__Data extract__
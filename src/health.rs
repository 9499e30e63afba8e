//! Health monitor: liveness checks, keep-alive pings and reconnect backoff.
//!
//! # Architecture
//!
//! The monitor is a single tokio task that owns exactly one armed timer:
//!
//! ```text
//!            ack()                       healthy
//!   ┌──────► Liveness ────────────────────────────► Ping ──(SendKeepAlive)──┐
//!   │           │ stale                                                     │
//!   │           ▼ (Stale)                                                   │
//!   │        Backoff ──(Reconnect, failures += 1)──► Liveness ◄─────────────┘
//!   │           ▲
//!   │           └── schedule_reconnect()
//! ```
//!
//! Because there is one slot, arming any timer cancels the previous one in
//! the same step. Two timers can never both fire, and a reconnect can only
//! be triggered once per backoff cycle.
//!
//! The last-event timestamp is the only value shared with the manager: it
//! is written by [`HealthMonitor::ack`] and read by the monitor task.

// Rust guideline compliant 2026-02

use std::sync::atomic::{AtomicU32, AtomicU64, Ordering};
use std::sync::Arc;
use std::time::Duration;

use tokio::sync::mpsc;
use tokio::time::Instant;

use crate::constants::{
    BACKOFF_CAP, BACKOFF_CEILING_BASE, BACKOFF_MIN_FLOOR, BACKOFF_STEP, LIVENESS_INTERVAL,
    PING_DELAY, STALE_THRESHOLD,
};

/// Timing parameters of the monitor.
#[derive(Debug, Clone, Copy, PartialEq, Eq)]
pub struct HealthConfig {
    /// Interval between liveness checks.
    pub liveness_interval: Duration,
    /// Silence after which the stream is stale.
    pub stale_threshold: Duration,
    /// Delay between a healthy check and the keep-alive frame.
    pub ping_delay: Duration,
    /// Upper bound on reconnection delays.
    pub backoff_cap: Duration,
}

impl Default for HealthConfig {
    fn default() -> Self {
        Self {
            liveness_interval: LIVENESS_INTERVAL,
            stale_threshold: STALE_THRESHOLD,
            ping_delay: PING_DELAY,
            backoff_cap: BACKOFF_CAP,
        }
    }
}

/// Consecutive-failure counter driving the backoff delay.
#[derive(Debug, Clone, Copy, Default, PartialEq, Eq)]
pub struct BackoffState {
    failures: u32,
}

impl BackoffState {
    /// Number of reconnect attempts since the last successful session.
    #[must_use]
    pub fn failures(self) -> u32 {
        self.failures
    }

    /// Record one more reconnect attempt.
    pub fn increment(&mut self) {
        self.failures = self.failures.saturating_add(1);
    }

    /// Back to zero after a successful session.
    pub fn reset(&mut self) {
        self.failures = 0;
    }

    /// Delay before the next attempt.
    #[must_use]
    pub fn next_delay(self, cap: Duration) -> Duration {
        retry_interval(self.failures, cap)
    }
}

/// Floor and ceiling of the reconnect delay after `failures` attempts.
///
/// Ceiling is `500ms + failures * 2s`, floor is `(failures - 1) * 2s` but at
/// least 250ms. Both are capped.
#[must_use]
pub fn retry_bounds(failures: u32, cap: Duration) -> (Duration, Duration) {
    let step = BACKOFF_STEP.as_millis() as u64;
    let cap_ms = cap.as_millis() as u64;
    let failures = u64::from(failures);

    let ceiling = (BACKOFF_CEILING_BASE.as_millis() as u64)
        .saturating_add(failures.saturating_mul(step))
        .min(cap_ms);
    let floor = failures
        .saturating_sub(1)
        .saturating_mul(step)
        .max(BACKOFF_MIN_FLOOR.as_millis() as u64)
        .min(cap_ms);

    (Duration::from_millis(floor), Duration::from_millis(ceiling))
}

/// Randomized reconnect delay between [`retry_bounds`].
///
/// When the floor reaches the ceiling (both capped) the floor is used.
#[must_use]
pub fn retry_interval(failures: u32, cap: Duration) -> Duration {
    let (floor, ceiling) = retry_bounds(failures, cap);
    if floor >= ceiling {
        return floor;
    }
    let ms = rand::random_range(floor.as_millis() as u64..ceiling.as_millis() as u64);
    Duration::from_millis(ms)
}

/// Output of the monitor, consumed by the manager.
#[derive(Debug, Clone, Copy, PartialEq, Eq)]
pub enum HealthEvent {
    /// Send an application-level keep-alive frame.
    SendKeepAlive,
    /// No event arrived within the staleness threshold.
    Stale,
    /// The backoff delay elapsed: dial again.
    Reconnect,
}

#[derive(Debug)]
enum Command {
    Start,
    Ack,
    StopLiveness,
    ScheduleReconnect,
    CancelReconnect,
    ResetBackoff,
    Stop,
    Shutdown,
}

/// Handle to the monitor task.
#[derive(Debug)]
pub struct HealthMonitor {
    commands: mpsc::UnboundedSender<Command>,
    epoch: Instant,
    last_event_ms: Arc<AtomicU64>,
    failures: Arc<AtomicU32>,
}

impl HealthMonitor {
    /// Spawn the monitor task. Events are delivered on the returned receiver.
    ///
    /// Must be called from within a tokio runtime.
    #[must_use]
    pub fn spawn(config: HealthConfig) -> (Self, mpsc::UnboundedReceiver<HealthEvent>) {
        let (command_tx, command_rx) = mpsc::unbounded_channel();
        let (event_tx, event_rx) = mpsc::unbounded_channel();
        let epoch = Instant::now();
        let last_event_ms = Arc::new(AtomicU64::new(0));
        let failures = Arc::new(AtomicU32::new(0));

        let task = MonitorTask {
            config,
            epoch,
            last_event_ms: Arc::clone(&last_event_ms),
            failures_mirror: Arc::clone(&failures),
            backoff: BackoffState::default(),
            armed: Armed::Idle,
            deadline: epoch,
            events: event_tx,
        };
        tokio::spawn(task.run(command_rx));

        (
            Self {
                commands: command_tx,
                epoch,
                last_event_ms,
                failures,
            },
            event_rx,
        )
    }

    /// Start liveness checks from now.
    pub fn start(&self) {
        self.touch();
        self.command(Command::Start);
    }

    /// An event arrived: reset the timestamp and restart the liveness timer.
    pub fn ack(&self) {
        self.touch();
        self.command(Command::Ack);
    }

    /// Stop liveness and ping timers, keeping a pending reconnect.
    pub fn stop_liveness(&self) {
        self.command(Command::StopLiveness);
    }

    /// Arm the backoff timer unless one is already armed.
    pub fn schedule_reconnect(&self) {
        self.command(Command::ScheduleReconnect);
    }

    /// Disarm a pending backoff timer, leaving liveness timers alone.
    pub fn cancel_reconnect(&self) {
        self.command(Command::CancelReconnect);
    }

    /// Reset the failure counter (on `Connected` entry only).
    pub fn reset_backoff(&self) {
        self.command(Command::ResetBackoff);
    }

    /// Cancel every timer. Idempotent.
    pub fn stop(&self) {
        self.command(Command::Stop);
    }

    /// Stop the task for good.
    pub fn shutdown(&self) {
        self.command(Command::Shutdown);
    }

    /// Failure counter as last published by the task.
    #[must_use]
    pub fn failures(&self) -> u32 {
        self.failures.load(Ordering::SeqCst)
    }

    fn touch(&self) {
        let now = self.epoch.elapsed().as_millis() as u64;
        self.last_event_ms.store(now, Ordering::SeqCst);
    }

    fn command(&self, command: Command) {
        if self.commands.send(command).is_err() {
            log::debug!("[Health] Monitor task already stopped");
        }
    }
}

impl Drop for HealthMonitor {
    fn drop(&mut self) {
        let _ = self.commands.send(Command::Shutdown);
    }
}

/// The single armed timer.
#[derive(Debug, Clone, Copy, PartialEq, Eq)]
enum Armed {
    Idle,
    Liveness,
    Ping,
    Backoff,
}

struct MonitorTask {
    config: HealthConfig,
    epoch: Instant,
    last_event_ms: Arc<AtomicU64>,
    failures_mirror: Arc<AtomicU32>,
    backoff: BackoffState,
    armed: Armed,
    deadline: Instant,
    events: mpsc::UnboundedSender<HealthEvent>,
}

impl MonitorTask {
    async fn run(mut self, mut commands: mpsc::UnboundedReceiver<Command>) {
        loop {
            let armed = self.armed != Armed::Idle;
            tokio::select! {
                command = commands.recv() => match command {
                    Some(Command::Shutdown) | None => break,
                    Some(command) => self.handle(command),
                },
                () = tokio::time::sleep_until(self.deadline), if armed => self.fire(),
            }
        }
        log::debug!("[Health] Monitor task exiting");
    }

    fn handle(&mut self, command: Command) {
        match command {
            Command::Start => self.arm(Armed::Liveness, self.config.liveness_interval),
            Command::Ack => {
                if matches!(self.armed, Armed::Liveness | Armed::Ping) {
                    self.arm(Armed::Liveness, self.config.liveness_interval);
                }
            }
            Command::StopLiveness => {
                if matches!(self.armed, Armed::Liveness | Armed::Ping) {
                    self.armed = Armed::Idle;
                }
            }
            Command::ScheduleReconnect => {
                if self.armed == Armed::Backoff {
                    log::debug!("[Health] Reconnect already scheduled");
                } else {
                    self.arm_backoff();
                }
            }
            Command::CancelReconnect => {
                if self.armed == Armed::Backoff {
                    self.armed = Armed::Idle;
                }
            }
            Command::ResetBackoff => self.set_failures(0),
            Command::Stop => self.armed = Armed::Idle,
            Command::Shutdown => {}
        }
    }

    fn fire(&mut self) {
        match self.armed {
            Armed::Idle => {}
            Armed::Liveness => {
                let now = self.epoch.elapsed().as_millis() as u64;
                let silent = now.saturating_sub(self.last_event_ms.load(Ordering::SeqCst));
                if Duration::from_millis(silent) >= self.config.stale_threshold {
                    log::warn!("[Health] No event for {}ms, stream is stale", silent);
                    self.emit(HealthEvent::Stale);
                    self.arm_backoff();
                } else {
                    self.arm(Armed::Ping, self.config.ping_delay);
                }
            }
            Armed::Ping => {
                self.emit(HealthEvent::SendKeepAlive);
                self.arm(Armed::Liveness, self.config.liveness_interval);
            }
            Armed::Backoff => {
                log::info!(
                    "[Health] Backoff elapsed, reconnecting (attempt {})",
                    self.backoff.failures() + 1
                );
                self.emit(HealthEvent::Reconnect);
                let mut backoff = self.backoff;
                backoff.increment();
                self.set_failures(backoff.failures());
                self.arm(Armed::Liveness, self.config.liveness_interval);
            }
        }
    }

    fn arm_backoff(&mut self) {
        let delay = self.backoff.next_delay(self.config.backoff_cap);
        log::info!(
            "[Health] Reconnect in {}ms ({} failures)",
            delay.as_millis(),
            self.backoff.failures()
        );
        self.arm(Armed::Backoff, delay);
    }

    fn arm(&mut self, timer: Armed, delay: Duration) {
        self.armed = timer;
        self.deadline = Instant::now() + delay;
    }

    fn set_failures(&mut self, failures: u32) {
        if failures == 0 {
            self.backoff.reset();
        } else {
            self.backoff = BackoffState { failures };
        }
        self.failures_mirror.store(failures, Ordering::SeqCst);
    }

    fn emit(&self, event: HealthEvent) {
        if self.events.send(event).is_err() {
            log::debug!("[Health] Event receiver dropped: {:?}", event);
        }
    }
}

__How to complete this task__
Go through the material and copy each line that contains "already".

__Result of this task__
    /// Arm the backoff timer unless one is already armed.
            log::debug!("[Health] Monitor task already stopped");
                    log::debug!("[Health] Reconnect already scheduled");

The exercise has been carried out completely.